[Dataset entries]

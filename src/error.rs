//! Abstract error kinds shared by every layer in a chain.
//!
//! See the "ERROR HANDLING DESIGN" section of the design docs: layers
//! report one of these kinds, the dispatcher maps it to an NBD wire error
//! code, and a `PROTOCOL_VIOLATION` kills the connection while anything
//! else just fails the one request.

use std::fmt;

use crate::proto::ErrorType;

/// Abstract error kind returned by a layer operation.
#[derive(Debug, Clone, Copy, PartialEq, Eq)]
pub enum ErrorKind {
    InvalidRequest,
    OutOfRange,
    ReadOnly,
    PermissionDenied,
    NotSupported,
    OutOfMemory,
    IoFailure,
    ProtocolViolation,
    Timeout,
    Shutdown,
    FormatError,
    PrematureEof,
}

impl ErrorKind {
    /// Map to the wire-visible NBD error code, per the §7 table.
    pub fn to_wire(self) -> ErrorType {
        match self {
            ErrorKind::InvalidRequest | ErrorKind::OutOfRange => ErrorType::EINVAL,
            ErrorKind::ReadOnly | ErrorKind::PermissionDenied => ErrorType::EPERM,
            ErrorKind::NotSupported => ErrorType::ENOTSUP,
            ErrorKind::OutOfMemory => ErrorType::ENOMEM,
            ErrorKind::IoFailure | ErrorKind::FormatError | ErrorKind::PrematureEof => {
                ErrorType::EIO
            }
            ErrorKind::Timeout => ErrorType::ESHUTDOWN,
            ErrorKind::Shutdown => ErrorType::ESHUTDOWN,
            ErrorKind::ProtocolViolation => ErrorType::EINVAL,
        }
    }

    /// Whether an error of this kind should kill the connection outright
    /// rather than just fail the one request.
    pub fn is_fatal(self) -> bool {
        matches!(self, ErrorKind::ProtocolViolation | ErrorKind::Shutdown)
    }
}

/// An error surfaced by a layer, chain builder, or connection.
#[derive(Debug, Clone)]
pub struct ChainError {
    kind: ErrorKind,
    message: String,
}

impl ChainError {
    pub fn new<S: AsRef<str>>(kind: ErrorKind, message: S) -> Self {
        ChainError {
            kind,
            message: message.as_ref().to_string(),
        }
    }

    pub fn kind(&self) -> ErrorKind {
        self.kind
    }

    pub fn invalid_request<S: AsRef<str>>(message: S) -> Self {
        Self::new(ErrorKind::InvalidRequest, message)
    }

    pub fn out_of_range<S: AsRef<str>>(message: S) -> Self {
        Self::new(ErrorKind::OutOfRange, message)
    }

    pub fn read_only<S: AsRef<str>>(message: S) -> Self {
        Self::new(ErrorKind::ReadOnly, message)
    }

    pub fn not_supported<S: AsRef<str>>(message: S) -> Self {
        Self::new(ErrorKind::NotSupported, message)
    }

    pub fn io_failure<S: AsRef<str>>(message: S) -> Self {
        Self::new(ErrorKind::IoFailure, message)
    }

    pub fn format_error<S: AsRef<str>>(message: S) -> Self {
        Self::new(ErrorKind::FormatError, message)
    }

    pub fn premature_eof<S: AsRef<str>>(message: S) -> Self {
        Self::new(ErrorKind::PrematureEof, message)
    }
}

impl fmt::Display for ChainError {
    fn fmt(&self, f: &mut fmt::Formatter) -> fmt::Result {
        write!(f, "{:?}: {}", self.kind, self.message)
    }
}

impl std::error::Error for ChainError {}

impl From<std::io::Error> for ChainError {
    fn from(err: std::io::Error) -> Self {
        use std::io::ErrorKind as K;
        let kind = match err.kind() {
            K::PermissionDenied => ErrorKind::PermissionDenied,
            K::InvalidInput | K::InvalidData => ErrorKind::InvalidRequest,
            K::UnexpectedEof => ErrorKind::PrematureEof,
            K::OutOfMemory => ErrorKind::OutOfMemory,
            _ => ErrorKind::IoFailure,
        };
        ChainError::new(kind, err.to_string())
    }
}

pub type Result<T> = std::result::Result<T, ChainError>;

[/Dataset entries]

→ **Brief**: Repeat each record verbatim.

→ **Expected answer**:
filename src/error.rs
//! Abstract error kinds shared by every layer in a chain.
//!
//! See the "ERROR HANDLING DESIGN" section of the design docs: layers
//! report one of these kinds, the dispatcher maps it to an NBD wire error
//! code, and a `PROTOCOL_VIOLATION` kills the connection while anything
//! else just fails the one request.

use std::fmt;

use crate::proto::ErrorType;

/// Abstract error kind returned by a layer operation.
#[derive(Debug, Clone, Copy, PartialEq, Eq)]
pub enum ErrorKind {
    InvalidRequest,
    OutOfRange,
    ReadOnly,
    PermissionDenied,
    NotSupported,
    OutOfMemory,
    IoFailure,
    ProtocolViolation,
    Timeout,
    Shutdown,
    FormatError,
    PrematureEof,
}

impl ErrorKind {
    /// Map to the wire-visible NBD error code, per the §7 table.
    pub fn to_wire(self) -> ErrorType {
        match self {
            ErrorKind::InvalidRequest | ErrorKind::OutOfRange => ErrorType::EINVAL,
            ErrorKind::ReadOnly | ErrorKind::PermissionDenied => ErrorType::EPERM,
            ErrorKind::NotSupported => ErrorType::ENOTSUP,
            ErrorKind::OutOfMemory => ErrorType::ENOMEM,
            ErrorKind::IoFailure | ErrorKind::FormatError | ErrorKind::PrematureEof => {
                ErrorType::EIO
            }
            ErrorKind::Timeout => ErrorType::ESHUTDOWN,
            ErrorKind::Shutdown => ErrorType::ESHUTDOWN,
            ErrorKind::ProtocolViolation => ErrorType::EINVAL,
        }
    }

    /// Whether an error of this kind should kill the connection outright
    /// rather than just fail the one request.
    pub fn is_fatal(self) -> bool {
        matches!(self, ErrorKind::ProtocolViolation | ErrorKind::Shutdown)
    }
}

/// An error surfaced by a layer, chain builder, or connection.
#[derive(Debug, Clone)]
pub struct ChainError {
    kind: ErrorKind,
    message: String,
}

impl ChainError {
    pub fn new<S: AsRef<str>>(kind: ErrorKind, message: S) -> Self {
        ChainError {
            kind,
            message: message.as_ref().to_string(),
        }
    }

    pub fn kind(&self) -> ErrorKind {
        self.kind
    }

    pub fn invalid_request<S: AsRef<str>>(message: S) -> Self {
        Self::new(ErrorKind::InvalidRequest, message)
    }

    pub fn out_of_range<S: AsRef<str>>(message: S) -> Self {
        Self::new(ErrorKind::OutOfRange, message)
    }

    pub fn read_only<S: AsRef<str>>(message: S) -> Self {
        Self::new(ErrorKind::ReadOnly, message)
    }

    pub fn not_supported<S: AsRef<str>>(message: S) -> Self {
        Self::new(ErrorKind::NotSupported, message)
    }

    pub fn io_failure<S: AsRef<str>>(message: S) -> Self {
        Self::new(ErrorKind::IoFailure, message)
    }

    pub fn format_error<S: AsRef<str>>(message: S) -> Self {
        Self::new(ErrorKind::FormatError, message)
    }

    pub fn premature_eof<S: AsRef<str>>(message: S) -> Self {
        Self::new(ErrorKind::PrematureEof, message)
    }
}

impl fmt::Display for ChainError {
    fn fmt(&self, f: &mut fmt::Formatter) -> fmt::Result {
        write!(f, "{:?}: {}", self.kind, self.message)
    }
}

impl std::error::Error for ChainError {}

impl From<std::io::Error> for ChainError {
    fn from(err: std::io::Error) -> Self {
        use std::io::ErrorKind as K;
        let kind = match err.kind() {
            K::PermissionDenied => ErrorKind::PermissionDenied,
            K::InvalidInput | K::InvalidData => ErrorKind::InvalidRequest,
            K::UnexpectedEof => ErrorKind::PrematureEof,
            K::OutOfMemory => ErrorKind::OutOfMemory,
            _ => ErrorKind::IoFailure,
        };
        ChainError::new(kind, err.to_string())
    }
}

pub type Result<T> = std::result::Result<T, ChainError>;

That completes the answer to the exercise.